Recommending videos to self-motivated patients peaks interest for participating in their own recovery. Many videos are easy to follow and great for beginners.
Video instruction combined with private lessons can occur in the following ways:
A patient who learns qigong from a video needs feedback, so provide a few private sessions in your office and give them corrections.
A patient's interest gets peaked from video instruction and wants to learn more qigong, so teach them yourself or refer them to another video or practitioner in your area. You can find a list of teachers on the National Qigong Association Web site (www.nqa.org).
A patient takes a video home but doesn't watch it, so you teach them the movements first and have them use the video thereafter.
A patient is concerned that they will never be able to do the movements on their own if they learn from a video, so you teach them the movements first, which ensures they have memorized the movements. They can always refer to the video later.
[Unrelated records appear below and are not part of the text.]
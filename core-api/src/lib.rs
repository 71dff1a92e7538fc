//! # LeafGuard API Access Layer
//!
//! Typed client for the LeafGuard backend with the cross-cutting policy
//! every call shares: bearer attachment, bounded retry with a fixed delay,
//! and classification of every failure into one [`ApiError`] variant.
//!
//! ## Overview
//!
//! - [`ApiClient`] - the shared client; construct once, inject everywhere
//! - [`TokenProvider`] - read/invalidate seam to the credential cache
//! - [`ApiError`] - the classified failure taxonomy
//! - [`RequestContext`] - immutable per-call retry state
//!
//! Transport is abstracted behind `bridge_traits::HttpClient`, so the same
//! client runs over reqwest on desktop or a platform-native HTTP stack on
//! mobile.

pub mod client;
pub mod error;
pub mod multipart;
pub mod request;
pub mod types;

pub use client::{
    ApiClient, ApiClientConfig, NoTokens, TokenProvider, DEFAULT_BASE_URL,
    DEFAULT_REQUEST_TIMEOUT,
};
pub use error::{ApiError, Result};
pub use request::{RequestContext, MAX_RETRIES, RETRY_DELAY};
pub use types::{
    AuthSession, CancellationSummary, DetectionResult, DiseaseInfo, NewScan, ProfileUpdate,
    SavedScan, SubscriptionPlan, SubscriptionStatus, SubscriptionUpdate, UserProfile,
};
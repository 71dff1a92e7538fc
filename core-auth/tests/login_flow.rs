//! End-to-end login flow tests over mock bridges.

use async_trait::async_trait;
use bridge_traits::error::{BridgeError, Result as BridgeResult};
use bridge_traits::http::{HttpClient, HttpRequest, HttpResponse};
use bridge_traits::network::{NetworkChangeStream, NetworkInfo, NetworkMonitor, NetworkStatus};
use bridge_traits::storage::SecureStore;
use bytes::Bytes;
use std::collections::{HashMap, VecDeque};
use std::sync::atomic::{AtomicBool, Ordering};
use std::sync::{Arc, Mutex as StdMutex};
use std::time::Duration;
use tokio::sync::Mutex;

use core_api::{ApiClient, ApiClientConfig, ApiError, DEFAULT_BASE_URL};
use core_auth::{
    AuthError, AuthManager, AuthState, CredentialCache, DEFAULT_ACCOUNT_EMAIL,
    DEFAULT_ACCOUNT_PASSWORD,
};
use core_runtime::events::EventBus;

struct ScriptedTransport {
    responses: Mutex<VecDeque<BridgeResult<HttpResponse>>>,
    requests: StdMutex<Vec<HttpRequest>>,
}

impl ScriptedTransport {
    fn new(responses: Vec<BridgeResult<HttpResponse>>) -> Arc<Self> {
        Arc::new(Self {
            responses: Mutex::new(responses.into()),
            requests: StdMutex::new(Vec::new()),
        })
    }

    fn call_count(&self) -> usize {
        self.requests.lock().unwrap().len()
    }

    fn urls(&self) -> Vec<String> {
        self.requests
            .lock()
            .unwrap()
            .iter()
            .map(|r| r.url.clone())
            .collect()
    }
}

#[async_trait]
impl HttpClient for ScriptedTransport {
    async fn execute(&self, request: HttpRequest) -> BridgeResult<HttpResponse> {
        self.requests.lock().unwrap().push(request);
        self.responses
            .lock()
            .await
            .pop_front()
            .unwrap_or_else(|| Err(BridgeError::ConnectionFailed("exhausted".to_string())))
    }
}

#[derive(Default)]
struct MemorySecureStore {
    entries: Mutex<HashMap<String, Vec<u8>>>,
}

#[async_trait]
impl SecureStore for MemorySecureStore {
    async fn set_secret(&self, key: &str, value: &[u8]) -> BridgeResult<()> {
        self.entries
            .lock()
            .await
            .insert(key.to_string(), value.to_vec());
        Ok(())
    }

    async fn get_secret(&self, key: &str) -> BridgeResult<Option<Vec<u8>>> {
        Ok(self.entries.lock().await.get(key).cloned())
    }

    async fn delete_secret(&self, key: &str) -> BridgeResult<()> {
        self.entries.lock().await.remove(key);
        Ok(())
    }
}

struct SwitchableMonitor {
    connected: AtomicBool,
}

impl SwitchableMonitor {
    fn new(connected: bool) -> Arc<Self> {
        Arc::new(Self {
            connected: AtomicBool::new(connected),
        })
    }

    fn set_connected(&self, connected: bool) {
        self.connected.store(connected, Ordering::SeqCst);
    }
}

#[async_trait]
impl NetworkMonitor for SwitchableMonitor {
    async fn network_info(&self) -> BridgeResult<NetworkInfo> {
        Ok(NetworkInfo {
            status: if self.connected.load(Ordering::SeqCst) {
                NetworkStatus::Connected
            } else {
                NetworkStatus::Disconnected
            },
            is_metered: false,
        })
    }

    async fn subscribe_changes(&self) -> BridgeResult<Box<dyn NetworkChangeStream>> {
        unimplemented!("not exercised")
    }
}

fn ok(status: u16, body: &str) -> BridgeResult<HttpResponse> {
    Ok(HttpResponse {
        status,
        headers: HashMap::new(),
        body: Bytes::from(body.to_string()),
    })
}

const LOGIN_OK: &str = r#"{
    "_id": "663d2e", "name": "Ada", "email": "ada@leafguard.com",
    "role": "Farmer", "isSubscribed": false, "remainingFreeScans": 3,
    "token": "jwt-token"
}"#;

struct World {
    manager: AuthManager,
    api: Arc<ApiClient>,
    cache: Arc<CredentialCache>,
    transport: Arc<ScriptedTransport>,
    monitor: Arc<SwitchableMonitor>,
}

fn world(
    store: Arc<MemorySecureStore>,
    transport: Arc<ScriptedTransport>,
    connected: bool,
) -> World {
    let cache = Arc::new(CredentialCache::new(store));
    let api = Arc::new(
        ApiClient::new(
            transport.clone(),
            cache.clone(),
            ApiClientConfig {
                retry_delay: Duration::from_millis(1),
                ..Default::default()
            },
        )
        .unwrap(),
    );
    let monitor = SwitchableMonitor::new(connected);
    let manager = AuthManager::new(
        api.clone(),
        cache.clone(),
        monitor.clone(),
        EventBus::new(100),
    );
    World {
        manager,
        api,
        cache,
        transport,
        monitor,
    }
}

#[tokio::test]
async fn default_login_with_no_prior_state() {
    let w = world(
        Arc::new(MemorySecureStore::default()),
        ScriptedTransport::new(vec![]),
        false,
    );

    let session = w
        .manager
        .login(DEFAULT_ACCOUNT_EMAIL, DEFAULT_ACCOUNT_PASSWORD)
        .await
        .unwrap();

    assert!(session.is_offline());
    assert_eq!(session.profile.remaining_free_scans, 3);
    assert!(!session.profile.is_subscribed);
    assert_eq!(w.manager.state().await, AuthState::SignedInOffline);
    assert_eq!(w.transport.call_count(), 0);
}

#[tokio::test]
async fn full_online_then_offline_relogin_cycle() {
    let store = Arc::new(MemorySecureStore::default());
    let w = world(
        store,
        ScriptedTransport::new(vec![ok(200, LOGIN_OK)]),
        true,
    );

    // Online login persists everything.
    let online = w.manager.login("ada@leafguard.com", "secret123").await.unwrap();
    assert!(!online.is_offline());
    assert_eq!(w.transport.call_count(), 1);

    // Logout keeps the remembered pair.
    w.manager.logout().await.unwrap();
    assert!(w.cache.token().await.unwrap().is_none());

    // Logout cleared the cached profile, so the remembered pair alone
    // cannot rebuild a session offline.
    w.monitor.set_connected(false);
    let err = w
        .manager
        .login("ada@leafguard.com", "secret123")
        .await
        .unwrap_err();
    assert!(matches!(err, AuthError::NoConnectivity));
}

#[tokio::test]
async fn offline_relogin_without_logout() {
    let store = Arc::new(MemorySecureStore::default());
    let w = world(
        store,
        ScriptedTransport::new(vec![ok(200, LOGIN_OK)]),
        true,
    );

    w.manager.login("ada@leafguard.com", "secret123").await.unwrap();

    // App relaunch without logout: cache still holds profile + pair.
    w.monitor.set_connected(false);
    let session = w.manager.login("ada@leafguard.com", "secret123").await.unwrap();

    assert!(session.is_offline());
    assert_eq!(session.profile.id, "663d2e");
    assert_eq!(w.transport.call_count(), 1);
}

#[tokio::test]
async fn detection_denied_does_not_touch_local_scan_count() {
    let w = world(
        Arc::new(MemorySecureStore::default()),
        ScriptedTransport::new(vec![
            ok(200, LOGIN_OK),
            ok(
                403,
                r#"{"message":"You have used all your free scans. Please subscribe to continue.","remainingScans":0}"#,
            ),
        ]),
        true,
    );

    w.manager.login("ada@leafguard.com", "secret123").await.unwrap();

    let err = w
        .api
        .detect_disease(Bytes::from_static(b"jpegdata"))
        .await
        .unwrap_err();
    assert_eq!(err, ApiError::InsufficientScans);

    // The caller never got a result, so the orchestrator was never told to
    // update the count.
    let session = w.manager.current_session().await.unwrap();
    assert_eq!(session.profile.remaining_free_scans, 3);
}

#[tokio::test]
async fn successful_detection_flows_into_scan_count() {
    let w = world(
        Arc::new(MemorySecureStore::default()),
        ScriptedTransport::new(vec![
            ok(200, LOGIN_OK),
            ok(
                200,
                r#"{"success":true,"data":{
                    "disease":"Leaf Spot","confidence":0.95,
                    "description":"Fungal infection",
                    "symptoms":["Brown spots"],
                    "recommendations":["Remove affected leaves"],
                    "preventions":["Avoid overhead watering"],
                    "imageUrl":"/uploads/p.jpg","remainingScans":2}}"#,
            ),
        ]),
        true,
    );

    w.manager.login("ada@leafguard.com", "secret123").await.unwrap();

    let detection = w
        .api
        .detect_disease(Bytes::from_static(b"jpegdata"))
        .await
        .unwrap();
    assert_eq!(detection.remaining_scans, 2);

    let profile = w
        .manager
        .update_remaining_scans(detection.remaining_scans)
        .await
        .unwrap();
    assert_eq!(profile.remaining_free_scans, 2);

    let stored = w.cache.stored_profile().await.unwrap().unwrap();
    assert_eq!(stored.remaining_free_scans, 2);
}

#[tokio::test]
async fn any_endpoint_401_clears_the_cached_token() {
    let w = world(
        Arc::new(MemorySecureStore::default()),
        ScriptedTransport::new(vec![
            ok(200, LOGIN_OK),
            ok(401, r#"{"message":"Not authorized, token failed"}"#),
        ]),
        true,
    );

    w.manager.login("ada@leafguard.com", "secret123").await.unwrap();
    assert!(w.cache.token().await.unwrap().is_some());

    let err = w.api.recent_scans().await.unwrap_err();
    assert_eq!(err, ApiError::SessionExpired);

    assert!(w.cache.token().await.unwrap().is_none());
}

#[tokio::test]
async fn base_url_update_and_reset_route_subsequent_calls() {
    let w = world(
        Arc::new(MemorySecureStore::default()),
        ScriptedTransport::new(vec![
            ok(200, r#"{"status":"ok"}"#),
            ok(200, r#"{"status":"ok"}"#),
        ]),
        true,
    );

    w.api.update_base_url("https://staging.leafguard.example/api").unwrap();
    w.api.health_check().await;

    w.api.reset_base_url();
    w.api.health_check().await;

    let urls = w.transport.urls();
    assert_eq!(urls[0], "https://staging.leafguard.example/api/health");
    assert_eq!(urls[1], format!("{}{}", DEFAULT_BASE_URL, "/health"));
}

#[tokio::test]
async fn session_restore_then_expiry() {
    let store = Arc::new(MemorySecureStore::default());
    {
        let w = world(
            store.clone(),
            ScriptedTransport::new(vec![ok(200, LOGIN_OK)]),
            true,
        );
        w.manager.login("ada@leafguard.com", "secret123").await.unwrap();
    }

    // Relaunch: restore without network, then the server rejects the old
    // token on first use.
    let w = world(
        store,
        ScriptedTransport::new(vec![ok(401, r#"{"message":"Not authorized"}"#)]),
        true,
    );

    let restored = w.manager.restore().await.unwrap().unwrap();
    assert_eq!(restored.profile.email, "ada@leafguard.com");

    let err = w.api.user_profile().await.unwrap_err();
    assert_eq!(err, ApiError::SessionExpired);
    assert!(w.cache.token().await.unwrap().is_none());
}
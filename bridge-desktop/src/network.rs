//! Network Monitoring Implementation

use async_trait::async_trait;
use bridge_traits::{
    error::Result,
    network::{NetworkChangeStream, NetworkInfo, NetworkMonitor, NetworkStatus},
};
use std::sync::Arc;
use tokio::sync::Mutex;
use tracing::debug;

/// Desktop network monitor implementation
///
/// Detects connectivity with a TCP probe to a well-known resolver. Platform
/// APIs (netlink, SystemConfiguration, Network List Manager) would be more
/// precise but require per-OS dependencies.
pub struct DesktopNetworkMonitor {
    cached_info: Arc<Mutex<Option<NetworkInfo>>>,
}

impl DesktopNetworkMonitor {
    /// Create a new network monitor
    pub fn new() -> Self {
        Self {
            cached_info: Arc::new(Mutex::new(None)),
        }
    }

    async fn check_connectivity(&self) -> NetworkStatus {
        match tokio::time::timeout(
            std::time::Duration::from_secs(5),
            tokio::net::TcpStream::connect("8.8.8.8:53"),
        )
        .await
        {
            Ok(Ok(_)) => NetworkStatus::Connected,
            Ok(Err(_)) => NetworkStatus::Disconnected,
            Err(_) => NetworkStatus::Disconnected,
        }
    }
}

impl Default for DesktopNetworkMonitor {
    fn default() -> Self {
        Self::new()
    }
}

#[async_trait]
impl NetworkMonitor for DesktopNetworkMonitor {
    async fn network_info(&self) -> Result<NetworkInfo> {
        let mut cached = self.cached_info.lock().await;

        let status = self.check_connectivity().await;
        let info = NetworkInfo {
            status,
            // Desktop connections are typically not metered
            is_metered: false,
        };

        *cached = Some(info.clone());
        debug!(status = ?status, "Network info updated");

        Ok(info)
    }

    async fn subscribe_changes(&self) -> Result<Box<dyn NetworkChangeStream>> {
        // Poll-based stream; platform push APIs would replace this per-OS.
        Ok(Box::new(PollingNetworkChangeStream {
            monitor: Self::new(),
            last_status: None,
        }))
    }
}

/// Network change stream that polls for changes
struct PollingNetworkChangeStream {
    monitor: DesktopNetworkMonitor,
    last_status: Option<NetworkStatus>,
}

#[async_trait]
impl NetworkChangeStream for PollingNetworkChangeStream {
    async fn next(&mut self) -> Option<NetworkInfo> {
        loop {
            tokio::time::sleep(std::time::Duration::from_secs(5)).await;

            if let Ok(info) = self.monitor.network_info().await {
                if self.last_status != Some(info.status) {
                    self.last_status = Some(info.status);
                    return Some(info);
                }
            }
        }
    }
}

#[cfg(test)]
mod tests {
    use super::*;

    #[tokio::test]
    async fn test_network_monitor_creation() {
        let _monitor = DesktopNetworkMonitor::new();
    }

    #[tokio::test]
    async fn test_network_info_reports_some_status() {
        let monitor = DesktopNetworkMonitor::new();
        let info = monitor.network_info().await.unwrap();

        assert!(matches!(
            info.status,
            NetworkStatus::Connected | NetworkStatus::Disconnected | NetworkStatus::Indeterminate
        ));
    }
}
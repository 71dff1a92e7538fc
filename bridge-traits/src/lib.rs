//! # Host Bridge Traits
//!
//! Platform abstraction traits that must be implemented by each host
//! platform embedding the LeafGuard client core.
//!
//! ## Overview
//!
//! This crate defines the contract between the client core and
//! platform-specific implementations. Each trait represents a capability the
//! core requires but that differs per platform (desktop, iOS, Android).
//!
//! ## Traits
//!
//! - [`HttpClient`](http::HttpClient) - raw single-attempt HTTP transport
//! - [`NetworkMonitor`](network::NetworkMonitor) - connectivity detection and
//!   change subscription
//! - [`SecureStore`](storage::SecureStore) - credential persistence
//!   (Keychain/Keystore/DPAPI)
//!
//! Retry policy, bearer-token attachment and error classification are core
//! policy and intentionally live *above* these traits, in `core-api`.
//!
//! ## Error Handling
//!
//! All bridge traits report failures through
//! [`BridgeError`](error::BridgeError). Transport implementations must map
//! no-response conditions (connect failure, timeout) to the dedicated
//! variants so the core can tell them apart from received HTTP statuses.
//!
//! ## Thread Safety
//!
//! All bridge traits require `Send + Sync`; implementations are shared
//! across async tasks behind `Arc`.

pub mod error;
pub mod http;
pub mod network;
pub mod storage;

pub use error::BridgeError;

// Re-export commonly used types
pub use http::{HttpClient, HttpMethod, HttpRequest, HttpResponse};
pub use network::{NetworkChangeStream, NetworkInfo, NetworkMonitor, NetworkStatus};
pub use storage::SecureStore;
No matter which method is chosen, a teacher must instill the importance of regular and consistent practice. The student needs to figure out the best time to practice and how to bring qigong into the routine of their day. This needs to be accompanied by a dedication to practice, no matter how busy the student is.
It's not unusual for a qigong student to be found practicing at the airport while waiting to board a plane, standing in a line, or on a lunch break in front of fellow workers. Who knows? With the Jet Blue airline setting the trend with yoga practice cards in the seat pocket for passengers, maybe it's not so far-fetched to imagine a sitting qigong video being played on the passenger's monitor in the future. In the meantime, good luck in your quest to help yourself and others through the amazing healing power of Chinese medicine.